Sunday, March 22, 2026

In defence of a language

As long as a language is yoked to a particular faith—as Urdu often is with Islam—it neither grows freely nor is understood in its fullness. Yet Urdu today is widely seen as a Muslim language, partly because it is the national language of Pakistan. Such identification carries political overtones, though there is little empirical evidence to suggest that Urdu and Muslims are mutually exclusive categories. Can a language belong to a religion? Or can it be claimed by geography alone? Writer Rakhshanda Jalil addresses these questions in Whose Urdu Is It Anyway? a collection of sixteen Urdu short stories written by non-Muslim authors that challenge persistent stereotypes and misconceptions.

A supple and expressive language, Urdu emerged from cultural hybridization in the Indian subcontinent in the eighteenth century. What we recognize as Urdu today carries influences from Turkish, Arabic, and Persian, languages that reached the region through waves of trade, migration, and conquest. Over time, it became the preferred medium for poets and writers, who deployed its elegance not only in literature but also in the performing arts.

In the collection, stories by progressive writers such as Krishan Chander and Rajinder Singh Bedi, alongside film writers like Ramanand Sagar and Gulzar, reflect the remarkable thematic and tonal diversity of Urdu literature. The careful selection underscores a larger cultural idea: that Urdu literature, vast and layered, still has the potential to reach the far corners of the popular imagination.

The book poses a quiet but loaded question about a hybrid language that drew from many linguistic streams and once served as the elite lingua franca of medieval India. Over the course of its evolution, it was known by several names — Hindavi, Hindi, Rekhta, and eventually Urdu.

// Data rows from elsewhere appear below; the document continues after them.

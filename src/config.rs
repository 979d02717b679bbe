//! Configuration for the sync core.
//!
//! # Example
//!
//! ```
//! use vsl_core::VslCoreConfig;
//!
//! // Minimal config (uses defaults)
//! let config = VslCoreConfig::default();
//! assert_eq!(config.reclaimer_interval_ms, 5_000);
//!
//! // Full config
//! let config = VslCoreConfig {
//!     cache_ttl_ms: 30_000,
//!     reclaimer_interval_ms: 2_000,
//!     replay_retention_ms: 500,
//! };
//! ```

use std::time::Duration;

use serde::Deserialize;

/// Configuration for the sync core.
///
/// All fields have sensible defaults. The values are typically supplied
/// by the agent's configuration provider.
#[derive(Debug, Clone, Deserialize)]
pub struct VslCoreConfig {
    /// TTL for cached remote subtrees in milliseconds (default: 60 s)
    #[serde(default = "default_cache_ttl_ms")]
    pub cache_ttl_ms: u64,

    /// Reclaimer sweep interval in milliseconds (default: 5 s)
    #[serde(default = "default_reclaimer_interval_ms")]
    pub reclaimer_interval_ms: u64,

    /// Max retention for inbound update records in milliseconds (default: 5 s)
    #[serde(default = "default_replay_retention_ms")]
    pub replay_retention_ms: u64,
}

fn default_cache_ttl_ms() -> u64 { 60_000 }
fn default_reclaimer_interval_ms() -> u64 { 5_000 }
fn default_replay_retention_ms() -> u64 { 5_000 }

impl Default for VslCoreConfig {
    fn default() -> Self {
        Self {
            cache_ttl_ms: default_cache_ttl_ms(),
            reclaimer_interval_ms: default_reclaimer_interval_ms(),
            replay_retention_ms: default_replay_retention_ms(),
        }
    }
}

impl VslCoreConfig {
    #[must_use]
    pub fn cache_ttl(&self) -> Duration {
        Duration::from_millis(self.cache_ttl_ms)
    }

    #[must_use]
    pub fn reclaimer_interval(&self) -> Duration {
        Duration::from_millis(self.reclaimer_interval_ms)
    }

    #[must_use]
    pub fn replay_retention(&self) -> Duration {
        Duration::from_millis(self.replay_retention_ms)
    }
}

Some stories address the notion of proprietorship over language. Jalil’s selection remains largely representative of both the time and the people they depict. Many narratives foreground the small, often overlooked individual living on the margins, struggling to survive in a society where gender discrimination was a norm. Most stories are set in the early years after Independence, when a newly formed nation was grappling with questions of identity, belonging, and nationhood. In many ways, these concerns echo the present moment, when a surge of nationalism shapes public discourse.

The stories also demonstrate that language is shaped far more by region than by religion. Muslims in Kerala speak Malayalam, while those in West Bengal are at home in Bengali. The language, therefore, cannot be confined to a single religious identity. “It belongs to whoever is willing to embrace it,” Jalil writes. She allows readers the space to absorb the essence of these stories at their own pace. Urdu, after all, evolved through the voices of ordinary people.

Whose Urdu is it anyway?
by Rakhshanda Jalil
Simon&Schuster, New Delhi. 
Extent: 180, Price. Rs. 499.

Published in New Indian Express on March 22, 2026.